The process of filing income tax return (ITR) can become quite complex if you do not understand the implications of what you are filling in the form.


Therefore, when you file ITR make sure you are ready with all the correct information required because any inattention on your part can lead to a higher tax outgo. ET Wealth online lists 10 challenges that taxpayers can face at the time of filing ITR and how to overcome them.

Challenge 1: Which ITR to file?

Generally, the income tax department issues seven ITR forms and which form you should use depends on your sources of income. The number of forms can also change every year. The basic ITR form for most salaried people is ITR-1. However, there are certain conditions that a person must satisfy in order to be eligible to file ITR1, therefore, all resident salaried individuals may not be eligible to file ITR-1. This is why computation of income and knowing which ITR form you need to fill becomes tricky.

Challenge 2: Computation of taxable income

Under the heads of income, there are several incomes which are tax-free and incomes from which deductions and exemptions are allowed. In a scenario like that, computing taxable income accurately becomes challenging.

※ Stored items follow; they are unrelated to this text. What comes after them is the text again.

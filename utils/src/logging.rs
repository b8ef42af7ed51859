//! Structured logging initialisation via `tracing`.
//!
//! Two output formats are supported:
//! - [`LogFormat::Human`]: human-readable lines (development).
//! - [`LogFormat::Json`]: newline-delimited JSON (production / log aggregation).
//!
//! The filter level can be overridden at runtime via the `RUST_LOG`
//! environment variable. When `RUST_LOG` is not set, the caller-supplied
//! `level` string is used (e.g. `"info"`, `"debug,biogate_verification=trace"`).
//!
//! Logs always go to stderr: stdout belongs to the daemon's JSON bridge.

use serde::{Deserialize, Serialize};
use std::str::FromStr;
use tracing_subscriber::{fmt, layer::SubscriberExt, util::SubscriberInitExt, EnvFilter};

/// Selects the output format for structured logs.
#[derive(Debug, Clone, Copy, PartialEq, Eq, Default, Serialize, Deserialize)]
#[serde(rename_all = "lowercase")]
pub enum LogFormat {
    #[default]
    Human,
    Json,
}

impl FromStr for LogFormat {
    type Err = String;

    fn from_str(s: &str) -> Result<Self, Self::Err> {
        match s.to_ascii_lowercase().as_str() {
            "human" | "text" => Ok(Self::Human),
            "json" => Ok(Self::Json),
            other => Err(format!("unknown log format {other:?} (expected human or json)")),
        }
    }
}

/// Initialise the global tracing subscriber.
///
/// Returns an error string if a global subscriber has already been set.
pub fn init_logging(format: LogFormat, level: &str) -> Result<(), String> {
    let filter = EnvFilter::try_from_default_env().unwrap_or_else(|_| EnvFilter::new(level));

    match format {
        LogFormat::Human => tracing_subscriber::registry()
            .with(filter)
            .with(
                fmt::layer()
                    .with_writer(std::io::stderr)
                    .with_target(true),
            )
            .try_init(),
        LogFormat::Json => tracing_subscriber::registry()
            .with(filter)
            .with(
                fmt::layer()
                    .json()
                    .with_writer(std::io::stderr)
                    .with_target(true)
                    .with_thread_ids(true),
            )
            .try_init(),
    }
    .map_err(|e| e.to_string())
}
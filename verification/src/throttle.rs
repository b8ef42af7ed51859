//! Rate limiting and punitive cooldowns.
//!
//! Two independent gates guard session creation, evaluated in this order:
//! 1. **Punitive cooldown**: a multi-hour lockout recorded after a failed code check.
//! 2. **Attempt cooldown**: minimum spacing between two session starts.
//!
//! Both records outlive any single session.

use biogate_types::{MemberId, Timestamp};
use std::collections::HashMap;
use std::time::Duration;

/// Why a session start was refused.
#[derive(Clone, Copy, Debug, PartialEq, Eq)]
pub enum ThrottleRefusal {
    /// Punitive cooldown still running.
    Cooldown { until: Timestamp, remaining: Duration },
    /// Started another session too recently.
    RateLimited { remaining: Duration },
}

#[derive(Debug, Default)]
pub struct ThrottleTracker {
    /// Member → instant of the last session start that passed the gate.
    last_attempt: HashMap<MemberId, Timestamp>,
    /// Member → instant the punitive cooldown ends.
    cooldown_until: HashMap<MemberId, Timestamp>,
}

impl ThrottleTracker {
    pub fn new() -> Self {
        Self::default()
    }

    /// Remaining punitive cooldown, if one is active at `now`.
    pub fn cooldown_remaining(&self, member: &MemberId, now: Timestamp) -> Option<(Timestamp, Duration)> {
        self.cooldown_until
            .get(member)
            .filter(|until| now < **until)
            .map(|until| (*until, until.remaining_from(now)))
    }

    /// Run both gates. On success the attempt is recorded at `now`.
    ///
    /// A refusal records nothing, so a member hammering the command while
    /// limited does not extend their own wait.
    pub fn admit(
        &mut self,
        member: &MemberId,
        now: Timestamp,
        attempt_cooldown: Duration,
    ) -> Result<(), ThrottleRefusal> {
        if let Some((until, remaining)) = self.cooldown_remaining(member, now) {
            return Err(ThrottleRefusal::Cooldown { until, remaining });
        }

        if let Some(last) = self.last_attempt.get(member) {
            let elapsed = last.elapsed_since(now);
            if elapsed < attempt_cooldown {
                return Err(ThrottleRefusal::RateLimited {
                    remaining: attempt_cooldown - elapsed,
                });
            }
        }

        self.last_attempt.insert(member.clone(), now);
        Ok(())
    }

    /// Lock the member out until `now + duration`. Leaves the attempt record alone.
    pub fn apply_punishment(&mut self, member: &MemberId, now: Timestamp, duration: Duration) -> Timestamp {
        let until = now.plus(duration);
        self.cooldown_until.insert(member.clone(), until);
        until
    }

    /// Forget both records for a member (administrative override).
    pub fn clear(&mut self, member: &MemberId) {
        self.last_attempt.remove(member);
        self.cooldown_until.remove(member);
    }

    /// Drop records that can no longer refuse anything.
    pub fn prune(&mut self, now: Timestamp, attempt_cooldown: Duration) {
        self.cooldown_until.retain(|_, until| now < *until);
        self.last_attempt
            .retain(|_, last| last.elapsed_since(now) < attempt_cooldown);
    }
}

For instance, you may get incomes from multiple sources like fixed deposit interest, rental income from house property, savings account interest, income from short-term/long-term capital gains, etc. So, keeping a track of income from different sources to compute taxable income can become quite complicated.

Challenge 3: Calculating deductions

You can save tax by claiming deductions from income up to Rs 1.5 lakh in a financial year under section 80C of the Income-tax Act, 1961. This can be claimed by making investments in several financial products that allow section 80C benefit or by way of specified expenses like paying your child’s tuition fee, etc. Sometimes taxpayers forget to claim expenses that are eligible for deductions.

Any contributions made by an individual to the National Pension System (NPS) is allowed as a deduction under section 80CCD (1) up to Rs 1.5 lakh. However, if you make an additional contribution of Rs 50,000 to NPS (over and above the limit of Rs 1.5 lakh) it can be claimed as deduction under section 80CCD(1B). Therefore, the total deduction that you can claim for contributions to NPS is Rs 2 lakh under two different sections of the income tax Act.

Similarly, for a health insurance policy, you can claim the premium paid towards the policy as a deduction under section 80D. There are several other eligible deductions available under Section 80 which you might not be aware off and can become a challenging task for you when it comes to doing proper tax-saving calculations at the time of filing ITR.

Challenge 4: Filling correct tax deducted at source (TDS) in ITR

While filling ITR, the TDS should ideally have to be the same in Form 26AS and Form 16 or 16A. There can be several reasons where the details often get mismatched. For instance, if the employer has not deposited the amount with the tax department on time, it is likely that TDS details mentioned in Form 16 will not match with Form 26AS and so on.

You must also know that the TDS is not only deductible from your salary but also from other incomes such as interest income from fixed deposits. Therefore, if the details entered by you in the ITR form do not match with Form 26AS, the return filed can be incorrect. Rectifying the same can be challenging.

Challenge 5: Having multiple Form 16s

Often it can become difficult to file your return if you have switched jobs during the financial year and even more so if you have invested money regularly during the year in tax-saving products. In such a case, you not only have to take Form 16 from your current employer but also from the previous employer/s. Filing returns with multiple Form 16s can be a bit challenging.